**** Data ****

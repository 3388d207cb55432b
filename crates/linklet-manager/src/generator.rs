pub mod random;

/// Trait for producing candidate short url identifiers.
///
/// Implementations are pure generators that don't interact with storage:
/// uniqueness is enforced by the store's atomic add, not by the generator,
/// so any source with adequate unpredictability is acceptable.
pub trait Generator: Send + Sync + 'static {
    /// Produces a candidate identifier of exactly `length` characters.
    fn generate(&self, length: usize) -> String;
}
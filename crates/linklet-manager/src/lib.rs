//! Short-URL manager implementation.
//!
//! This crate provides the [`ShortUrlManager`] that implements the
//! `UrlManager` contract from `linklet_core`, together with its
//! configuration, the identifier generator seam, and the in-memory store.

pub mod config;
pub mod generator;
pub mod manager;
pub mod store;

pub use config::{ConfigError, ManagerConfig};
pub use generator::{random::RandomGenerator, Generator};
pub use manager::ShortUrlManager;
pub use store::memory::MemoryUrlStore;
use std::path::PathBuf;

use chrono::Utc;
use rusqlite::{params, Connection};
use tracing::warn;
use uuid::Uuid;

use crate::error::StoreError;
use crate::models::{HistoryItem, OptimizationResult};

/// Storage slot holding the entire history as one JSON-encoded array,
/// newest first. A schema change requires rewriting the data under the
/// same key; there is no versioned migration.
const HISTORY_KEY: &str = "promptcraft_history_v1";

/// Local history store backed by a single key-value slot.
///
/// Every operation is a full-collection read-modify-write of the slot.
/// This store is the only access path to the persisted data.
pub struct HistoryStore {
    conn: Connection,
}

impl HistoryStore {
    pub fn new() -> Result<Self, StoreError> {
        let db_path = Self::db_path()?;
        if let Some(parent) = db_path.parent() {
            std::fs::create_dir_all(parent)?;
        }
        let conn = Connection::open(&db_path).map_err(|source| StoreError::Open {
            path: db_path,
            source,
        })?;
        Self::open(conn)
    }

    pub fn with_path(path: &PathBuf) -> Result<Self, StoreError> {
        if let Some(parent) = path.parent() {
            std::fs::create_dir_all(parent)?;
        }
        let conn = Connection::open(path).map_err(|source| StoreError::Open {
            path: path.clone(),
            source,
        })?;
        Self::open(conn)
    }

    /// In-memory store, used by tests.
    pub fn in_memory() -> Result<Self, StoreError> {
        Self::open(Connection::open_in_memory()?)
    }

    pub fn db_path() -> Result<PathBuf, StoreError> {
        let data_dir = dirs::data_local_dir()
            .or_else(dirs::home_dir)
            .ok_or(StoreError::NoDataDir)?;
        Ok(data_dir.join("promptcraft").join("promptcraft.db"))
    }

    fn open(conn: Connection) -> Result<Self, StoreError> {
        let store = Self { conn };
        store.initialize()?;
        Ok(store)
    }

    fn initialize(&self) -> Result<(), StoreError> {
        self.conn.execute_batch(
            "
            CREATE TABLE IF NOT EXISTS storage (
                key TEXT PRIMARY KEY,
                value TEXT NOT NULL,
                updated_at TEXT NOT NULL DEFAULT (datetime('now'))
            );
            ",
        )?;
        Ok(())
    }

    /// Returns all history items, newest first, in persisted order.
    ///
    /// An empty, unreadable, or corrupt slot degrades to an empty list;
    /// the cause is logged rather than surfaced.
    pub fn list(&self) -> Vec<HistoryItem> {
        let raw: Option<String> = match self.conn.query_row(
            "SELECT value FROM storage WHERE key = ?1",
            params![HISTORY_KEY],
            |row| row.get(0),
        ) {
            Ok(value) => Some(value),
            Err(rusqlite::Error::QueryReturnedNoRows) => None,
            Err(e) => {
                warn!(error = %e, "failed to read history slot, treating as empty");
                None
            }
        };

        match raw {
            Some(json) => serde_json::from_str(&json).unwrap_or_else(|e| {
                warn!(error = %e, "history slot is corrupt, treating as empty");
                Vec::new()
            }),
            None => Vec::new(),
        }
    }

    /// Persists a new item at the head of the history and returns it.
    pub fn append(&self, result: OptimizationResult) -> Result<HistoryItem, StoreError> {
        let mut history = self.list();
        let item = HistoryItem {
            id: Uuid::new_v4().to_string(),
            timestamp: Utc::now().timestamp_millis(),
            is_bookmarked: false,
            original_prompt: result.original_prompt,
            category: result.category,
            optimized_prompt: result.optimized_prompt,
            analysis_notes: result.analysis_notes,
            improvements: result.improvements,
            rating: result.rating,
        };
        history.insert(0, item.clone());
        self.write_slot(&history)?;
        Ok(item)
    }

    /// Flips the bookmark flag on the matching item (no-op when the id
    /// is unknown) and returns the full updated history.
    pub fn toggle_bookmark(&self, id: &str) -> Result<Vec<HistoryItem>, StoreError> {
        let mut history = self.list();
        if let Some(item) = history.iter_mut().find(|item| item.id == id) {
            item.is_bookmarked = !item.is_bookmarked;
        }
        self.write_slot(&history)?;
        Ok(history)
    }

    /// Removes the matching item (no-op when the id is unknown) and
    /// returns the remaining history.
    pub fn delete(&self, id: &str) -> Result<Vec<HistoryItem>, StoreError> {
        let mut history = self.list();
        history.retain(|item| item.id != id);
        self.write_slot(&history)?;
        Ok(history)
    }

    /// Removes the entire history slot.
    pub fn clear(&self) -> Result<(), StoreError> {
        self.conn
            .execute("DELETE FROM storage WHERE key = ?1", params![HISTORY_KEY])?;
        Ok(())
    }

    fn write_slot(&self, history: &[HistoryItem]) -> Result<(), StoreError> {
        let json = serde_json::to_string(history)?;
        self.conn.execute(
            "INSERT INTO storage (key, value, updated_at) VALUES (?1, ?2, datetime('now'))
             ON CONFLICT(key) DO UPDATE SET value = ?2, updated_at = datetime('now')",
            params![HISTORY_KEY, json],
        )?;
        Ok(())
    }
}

****

**Prompt**
In the data above, find the line that contains "Storage slot holding", then reproduce exactly every line from the first line through that line.

**Exercise solution**
repository 3388d207cb55432b
filename crates/linklet-manager/src/generator.rs
pub mod random;

/// Trait for producing candidate short url identifiers.
///
/// Implementations are pure generators that don't interact with storage:
/// uniqueness is enforced by the store's atomic add, not by the generator,
/// so any source with adequate unpredictability is acceptable.
pub trait Generator: Send + Sync + 'static {
    /// Produces a candidate identifier of exactly `length` characters.
    fn generate(&self, length: usize) -> String;
}
filename crates/linklet-manager/src/lib.rs
//! Short-URL manager implementation.
//!
//! This crate provides the [`ShortUrlManager`] that implements the
//! `UrlManager` contract from `linklet_core`, together with its
//! configuration, the identifier generator seam, and the in-memory store.

pub mod config;
pub mod generator;
pub mod manager;
pub mod store;

pub use config::{ConfigError, ManagerConfig};
pub use generator::{random::RandomGenerator, Generator};
pub use manager::ShortUrlManager;
pub use store::memory::MemoryUrlStore;
use std::path::PathBuf;

use chrono::Utc;
use rusqlite::{params, Connection};
use tracing::warn;
use uuid::Uuid;

use crate::error::StoreError;
use crate::models::{HistoryItem, OptimizationResult};

/// Storage slot holding the entire history as one JSON-encoded array,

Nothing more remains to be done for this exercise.